Sur son site internet, les bibliothécaires décrivent ainsi leur lieu : «Une bibliothèque qui entend nourrir un projet révolutionnaire par certains de ses aspects fondamentaux : la lecture, le débat, la théorie, l’écriture, le papier, la discussion […] C’est des livres, journaux, tracts, brochures, affiches et autres documents, des archives d’aujourd’hui et d’hier pour contribuer à la transmission de l’histoire des luttes individuelles comme collectives. Tout ce qui pourra favoriser le développement des idées, en rupture avec l’Etat, la politique et le capitalisme.»
Surveillance politique
Tout l’été, l’entrée de la bibliothèque est ainsi surveillée depuis l’autre côté de la rue. Le dispositif comprend une caméra, qui semble être contrôlable à distance, un GPS et du matériel de connexion, par exemple pour transmettre les images en temps réel. Dans l’école, certains se doutent rapidement de ce qui se trame. «J’ai compris que ce n’était pas pour le deal, mais pour la bibliothèque. C’est de la surveillance politique», poursuit l’enseignant, qui se désole : «On ne savait pas quoi faire.»
Mardi, les bibliothécaires ont traversé la rue pour récupérer le matériel. Se présentant en voisins, deux hommes et une femme entrent dans l’école, puis exigent d’accéder au cagibi et à la caméra. «Ils ont dit qu’ils resteraient là et ne bougeraient pas», raconte une responsable de l’administration. Le ton est «un peu monté», précise l’enseignant. Sur leur blog, les militants disent s’être «emparés du dispositif par la force»et être parvenus «à sortir rapidement malgré quelques "résistances"».
Depuis, plus rien. Les militants ont photographié le dispositif sous tous les angles, en ont diffusé les clichés en ligne avant de l’envoyer «en pièces détachées, à quelques mètres de profondeur, dans le canal de l’Ourcq, au niveau de la rue de Nantes». L’administration de l’école a tenté d’appeler le numéro de portable laissé pour les cas d’urgence. Personne n’a répondu (nous sommes aussi tombés sur un répondeur). Au commissariat du coin, personne n’a pu les renseigner – ce qui n’est guère surprenant pour une opération de ce type.

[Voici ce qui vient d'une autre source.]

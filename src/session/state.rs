use super::operation::OperationSlot;
use crate::direction::{ActionAvailability, Direction, DisplayMode};
use crate::image::GeneratedImage;
use crate::playback::Playback;
use serde::Serialize;

/// Everything a session mutates, kept behind one mutex.
pub struct SessionState {
    pub direction: Direction,
    pub input: String,
    pub output: String,
    pub loading: bool,
    pub display_mode: DisplayMode,
    pub generated_image: Option<GeneratedImage>,
    /// Pending debounce timer or in-flight request, never both
    pub operation: OperationSlot,
    pub playback: Option<Box<dyn Playback>>,
    pub speech_busy: bool,
    pub image_busy: bool,
}

impl SessionState {
    pub fn new(direction: Direction) -> Self {
        Self {
            direction,
            input: String::new(),
            output: String::new(),
            loading: false,
            display_mode: DisplayMode::TextOutput,
            generated_image: None,
            operation: OperationSlot::new(),
            playback: None,
            speech_busy: false,
            image_busy: false,
        }
    }

    pub fn actions(&self) -> ActionAvailability {
        ActionAvailability::for_state(self.direction, self.display_mode)
    }

    pub fn is_playing(&self) -> bool {
        self.playback
            .as_ref()
            .map(|playback| playback.is_playing())
            .unwrap_or(false)
    }

    pub fn snapshot(&self) -> SessionSnapshot {
        SessionSnapshot {
            direction: self.direction,
            input: self.input.clone(),
            output: self.output.clone(),
            loading: self.loading,
            display_mode: self.display_mode,
            actions: self.actions(),
            translation_pending: self.operation.has_active_operation(),
            speech_busy: self.speech_busy,
            image_busy: self.image_busy,
            playing: self.is_playing(),
            has_generated_image: self.generated_image.is_some(),
        }
    }
}

/// Read-only copy of the session for rendering and inspection.
#[derive(Debug, Clone, PartialEq, Serialize)]
pub struct SessionSnapshot {
    pub direction: Direction,
    pub input: String,
    pub output: String,
    pub loading: bool,
    pub display_mode: DisplayMode,
    pub actions: ActionAvailability,
    pub translation_pending: bool,
    pub speech_busy: bool,
    pub image_busy: bool,
    pub playing: bool,
    pub has_generated_image: bool,
}
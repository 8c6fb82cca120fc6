//! Line-based terminal front-end.
//!
//! A plain line replaces the input and is translated after the quiet period.
//! A line ending in `\` is translated immediately. Lines starting with `:`
//! are commands. Session events are rendered to stdout as they arrive.

use crate::direction::{Direction, DisplayMode, Language};
use crate::session::{
    EventReceiver, ImageOutcome, Session, SessionEvent, SessionSnapshot, SpeechOutcome,
};
use anyhow::{anyhow, Result};
use log::{debug, error, info, warn};
use std::io::{self, BufRead, Write};
use std::path::PathBuf;
use tokio::sync::mpsc;

const HELP: &str = "\
Type to translate (a trailing \\ translates immediately).
Commands:
  :translate        translate the current input now
  :swap             swap direction, input and output
  :from <language>  translate from english or emoji
  :speak            speak the English output, or stop playback
  :image            composite the emoji output onto the base image
  :clear            clear input and output
  :status           show the session state
  :quit             exit";

#[derive(Debug, Clone, PartialEq, Eq)]
pub enum ShellCommand {
    /// Input changed; translated after the quiet period
    Input(String),
    /// Input submitted; translated right away
    Submit(String),
    Translate,
    Swap,
    From(Language),
    Speak,
    Image,
    Clear,
    Status,
    Help,
    Quit,
}

pub fn parse_line(line: &str) -> Result<ShellCommand, String> {
    let line = line.trim_end_matches(['\r', '\n']);

    let Some(command) = line.strip_prefix(':') else {
        return Ok(match line.strip_suffix('\\') {
            Some(text) => ShellCommand::Submit(text.to_string()),
            None => ShellCommand::Input(line.to_string()),
        });
    };

    let mut words = command.split_whitespace();
    let name = words.next().unwrap_or_default();
    let command = match name {
        "translate" | "t" => ShellCommand::Translate,
        "swap" | "s" => ShellCommand::Swap,
        "from" => {
            let language = words
                .next()
                .ok_or_else(|| "Usage: :from english|emoji".to_string())?;
            ShellCommand::From(language.parse()?)
        }
        "speak" => ShellCommand::Speak,
        "image" => ShellCommand::Image,
        "clear" => ShellCommand::Clear,
        "status" => ShellCommand::Status,
        "help" | "h" | "?" => ShellCommand::Help,
        "quit" | "q" | "exit" => ShellCommand::Quit,
        other => return Err(format!("Unknown command ':{}', try :help", other)),
    };

    if words.next().is_some() {
        return Err(format!("Too many arguments for ':{}'", name));
    }
    Ok(command)
}

fn speech_notice(outcome: SpeechOutcome) -> Option<&'static str> {
    match outcome {
        SpeechOutcome::NotAvailable => Some("Speech is only available for English output"),
        SpeechOutcome::NothingToSay => Some("Nothing to speak yet"),
        SpeechOutcome::Busy => Some("Speech is already being generated"),
        SpeechOutcome::Started | SpeechOutcome::Stopped | SpeechOutcome::Failed => None,
    }
}

fn image_notice(outcome: ImageOutcome) -> Option<&'static str> {
    match outcome {
        ImageOutcome::NotAvailable => Some("Images are only available for emoji output"),
        ImageOutcome::NothingToCompose => Some("Nothing to put on the image yet"),
        ImageOutcome::Busy => Some("An image is already being generated"),
        ImageOutcome::Discarded => Some("Direction changed, image discarded"),
        ImageOutcome::Generated | ImageOutcome::Failed => None,
    }
}

fn format_status(snapshot: &SessionSnapshot) -> String {
    let mut actions = Vec::new();
    if snapshot.actions.speech {
        actions.push(":speak");
    }
    if snapshot.actions.image {
        actions.push(":image");
    }
    format!(
        "{} | input: {:?} | output: {:?} | loading: {} | pending: {} | playing: {} | actions: {}",
        snapshot.direction,
        snapshot.input,
        snapshot.output,
        snapshot.loading,
        snapshot.translation_pending,
        snapshot.playing,
        if actions.is_empty() {
            "none".to_string()
        } else {
            actions.join(" ")
        }
    )
}

/// Writes session events as terminal lines, keeping streamed chunks on one line.
#[derive(Default)]
struct Renderer {
    mid_line: bool,
}

impl Renderer {
    fn line<W: Write>(&mut self, out: &mut W, text: &str) -> io::Result<()> {
        if self.mid_line {
            writeln!(out)?;
            self.mid_line = false;
        }
        writeln!(out, "{}", text)?;
        out.flush()
    }

    fn end_line<W: Write>(&mut self, out: &mut W) -> io::Result<()> {
        if self.mid_line {
            writeln!(out)?;
            self.mid_line = false;
        }
        out.flush()
    }

    fn write_event<W: Write>(&mut self, out: &mut W, event: &SessionEvent) -> io::Result<()> {
        match event {
            SessionEvent::ChunkAppended { chunk } => {
                write!(out, "{}", chunk)?;
                self.mid_line = true;
                out.flush()
            }
            SessionEvent::OutputReplaced { text } if !text.is_empty() => self.line(out, text),
            SessionEvent::InputReplaced { text } if !text.is_empty() => {
                self.line(out, &format!("> {}", text))
            }
            SessionEvent::TranslationFinished { .. } => self.end_line(out),
            SessionEvent::DirectionChanged {
                input_label,
                output_label,
                placeholder,
                ..
            } => self.line(
                out,
                &format!("[{} | {}] {}", input_label, output_label, placeholder),
            ),
            SessionEvent::DisplayModeChanged { mode, .. } => match mode {
                DisplayMode::GeneratedImage => self.line(out, "[showing generated image]"),
                DisplayMode::TextOutput => self.line(out, "[showing text output]"),
            },
            SessionEvent::SpeechBusy { busy: true } => self.line(out, "(generating speech...)"),
            SessionEvent::ImageBusy { busy: true } => self.line(out, "(generating image...)"),
            SessionEvent::PlaybackStarted => self.line(out, "(playing)"),
            SessionEvent::PlaybackStopped => self.line(out, "(stopped)"),
            SessionEvent::Alert { message } => self.line(out, &format!("! {}", message)),
            _ => Ok(()),
        }
    }
}

async fn render_events(mut events: EventReceiver, output_dir: PathBuf) {
    let mut renderer = Renderer::default();

    while let Some(event) = events.recv().await {
        let result = match &event {
            SessionEvent::ImageGenerated { image } => match image.save_to(&output_dir).await {
                Ok(path) => {
                    info!("Saved generated image to {:?}", path);
                    renderer.line(&mut io::stdout(), &format!("Image saved to {}", path.display()))
                }
                Err(e) => {
                    error!("Failed to save generated image: {:#}", e);
                    renderer.line(&mut io::stdout(), "! Could not save the image.")
                }
            },
            _ => renderer.write_event(&mut io::stdout(), &event),
        };

        if let Err(e) = result {
            warn!("Failed to write to stdout: {}", e);
        }
    }
}

/// Run the interactive shell until `:quit` or end of input.
pub async fn run_shell(session: Session, events: EventReceiver, output_dir: PathBuf) -> Result<()> {
    let render_task = tokio::spawn(render_events(events, output_dir));

    // stdin is read on a plain thread and forwarded to the async loop
    let (line_tx, mut line_rx) = mpsc::channel::<String>(32);
    std::thread::spawn(move || {
        let stdin = io::stdin();
        for line in stdin.lock().lines() {
            match line {
                Ok(l) => {
                    if line_tx.blocking_send(l).is_err() {
                        break;
                    }
                }
                Err(e) => {
                    error!("Failed to read stdin: {}", e);
                    break;
                }
            }
        }
    });

    let snapshot = session.snapshot();
    println!(
        "[{} | {}] {}",
        snapshot.direction.input_label(),
        snapshot.direction.output_label(),
        snapshot.direction.placeholder()
    );
    println!("Type :help for commands.");

    while let Some(line) = line_rx.recv().await {
        let command = match parse_line(&line) {
            Ok(command) => command,
            Err(message) => {
                println!("! {}", message);
                continue;
            }
        };
        debug!("Shell command: {:?}", command);

        match command {
            ShellCommand::Input(text) => session.set_input(text),
            ShellCommand::Submit(text) => {
                let direction = session.snapshot().direction;
                session.translate(text, direction);
            }
            ShellCommand::Translate => session.translate_now(),
            ShellCommand::Swap => session.swap(),
            ShellCommand::From(language) => {
                session.set_direction(Direction::from_source(language))
            }
            ShellCommand::Speak => {
                let session = session.clone();
                tokio::spawn(async move {
                    if let Some(notice) = speech_notice(session.speak().await) {
                        println!("{}", notice);
                    }
                });
            }
            ShellCommand::Image => {
                let session = session.clone();
                tokio::spawn(async move {
                    if let Some(notice) = image_notice(session.compose_image().await) {
                        println!("{}", notice);
                    }
                });
            }
            ShellCommand::Clear => session.clear(),
            ShellCommand::Status => println!("{}", format_status(&session.snapshot())),
            ShellCommand::Help => println!("{}", HELP),
            ShellCommand::Quit => break,
        }
    }

    info!("Shell exiting");
    session.shutdown();
    render_task.abort();
    Ok(())
}

/// Translate `text` once and return the finished output.
pub async fn translate_once(
    session: &Session,
    mut events: EventReceiver,
    text: &str,
    direction: Direction,
) -> Result<String> {
    session.translate(text, direction);
    session.wait_for_translation().await;

    let mut failed = false;
    while let Ok(event) = events.try_recv() {
        if let SessionEvent::TranslationFinished { failed: f, .. } = event {
            failed = f;
        }
    }

    let output = session.snapshot().output;
    if failed {
        return Err(anyhow!("Translation failed: {}", output));
    }
    Ok(output)
}

#[cfg(test)]
mod tests {
    use super::*;
    use crate::direction::ActionAvailability;

    fn render(events: &[SessionEvent]) -> String {
        let mut renderer = Renderer::default();
        let mut out = Vec::new();
        for event in events {
            renderer.write_event(&mut out, event).unwrap();
        }
        String::from_utf8(out).unwrap()
    }

    #[test]
    fn test_plain_line_is_input_change() {
        assert_eq!(
            parse_line("I love pizza"),
            Ok(ShellCommand::Input("I love pizza".to_string()))
        );
        assert_eq!(parse_line(""), Ok(ShellCommand::Input(String::new())));
    }

    #[test]
    fn test_trailing_backslash_submits() {
        assert_eq!(
            parse_line("good morning\\"),
            Ok(ShellCommand::Submit("good morning".to_string()))
        );
    }

    #[test]
    fn test_parse_commands() {
        assert_eq!(parse_line(":swap"), Ok(ShellCommand::Swap));
        assert_eq!(parse_line(":translate"), Ok(ShellCommand::Translate));
        assert_eq!(
            parse_line(":from emoji"),
            Ok(ShellCommand::From(Language::Emoji))
        );
        assert_eq!(parse_line(":quit\r"), Ok(ShellCommand::Quit));
    }

    #[test]
    fn test_parse_command_errors() {
        assert!(parse_line(":from").is_err());
        assert!(parse_line(":from klingon").is_err());
        assert!(parse_line(":dance").is_err());
        assert!(parse_line(":swap now").is_err());
    }

    #[test]
    fn test_streamed_chunks_share_a_line() {
        let output = render(&[
            SessionEvent::OutputReplaced {
                text: String::new(),
            },
            SessionEvent::ChunkAppended {
                chunk: "👋".to_string(),
            },
            SessionEvent::ChunkAppended {
                chunk: "🌍".to_string(),
            },
            SessionEvent::TranslationFinished {
                output: "👋🌍".to_string(),
                failed: false,
            },
        ]);
        assert_eq!(output, "👋🌍\n");
    }

    #[test]
    fn test_alert_breaks_streamed_line() {
        let output = render(&[
            SessionEvent::ChunkAppended {
                chunk: "hel".to_string(),
            },
            SessionEvent::Alert {
                message: "Could not generate speech. Please try again.".to_string(),
            },
        ]);
        assert_eq!(output, "hel\n! Could not generate speech. Please try again.\n");
    }

    #[test]
    fn test_quiet_events_render_nothing() {
        let output = render(&[
            SessionEvent::LoadingChanged { loading: true },
            SessionEvent::SpeechBusy { busy: false },
            SessionEvent::InputReplaced {
                text: String::new(),
            },
        ]);
        assert!(output.is_empty());
    }

    #[test]
    fn test_status_lists_available_actions() {
        let snapshot = SessionSnapshot {
            direction: Direction::EnglishToEmoji,
            input: "pizza".to_string(),
            output: "🍕".to_string(),
            loading: false,
            display_mode: DisplayMode::TextOutput,
            actions: ActionAvailability::for_state(
                Direction::EnglishToEmoji,
                DisplayMode::TextOutput,
            ),
            translation_pending: false,
            speech_busy: false,
            image_busy: false,
            playing: false,
            has_generated_image: false,
        };
        let status = format_status(&snapshot);
        assert!(status.starts_with("English -> Emoji"));
        assert!(status.ends_with("actions: :image"));
    }

    #[test]
    fn test_notices_only_for_skipped_actions() {
        assert!(speech_notice(SpeechOutcome::Started).is_none());
        assert!(speech_notice(SpeechOutcome::NotAvailable).is_some());
        assert!(image_notice(ImageOutcome::Failed).is_none());
        assert!(image_notice(ImageOutcome::Discarded).is_some());
    }
}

Le parquet de Paris, interrogé par Libération, dit ne pas avoir connaissance d’une enquête en cours visant la bibliothèque La Discordia. Les étranges policiers ont pu agir hors de toute procédure judiciaire, donc en renseignement. Et ce ne serait pas la première fois que leur dispositif discret serait découvert. En 2011, des proches des mis en examen de l’affaire Tarnac avaient trouvé des balises dans leur voiture.
Les responsables de l’école ne tiennent pas à s’étendre sur l’affaire. Ils comptent déposer une main courante à cause de l’intrusion des militants dans l’établissement. «On ne peut pas laisser entrer n’importe qui»déplore une responsable. L’équipe de La Discordia n’a pas répondu aux mails de Libération. Pas directement, du moins. En bas de son poste de blog, un nota bene a été ajouté : «Concernant les journalistes : nous n’avons strictement rien à vous déclarer, car, comme vous, nous avons choisi notre camp dans la guerre sociale et ce n’est pas le même.»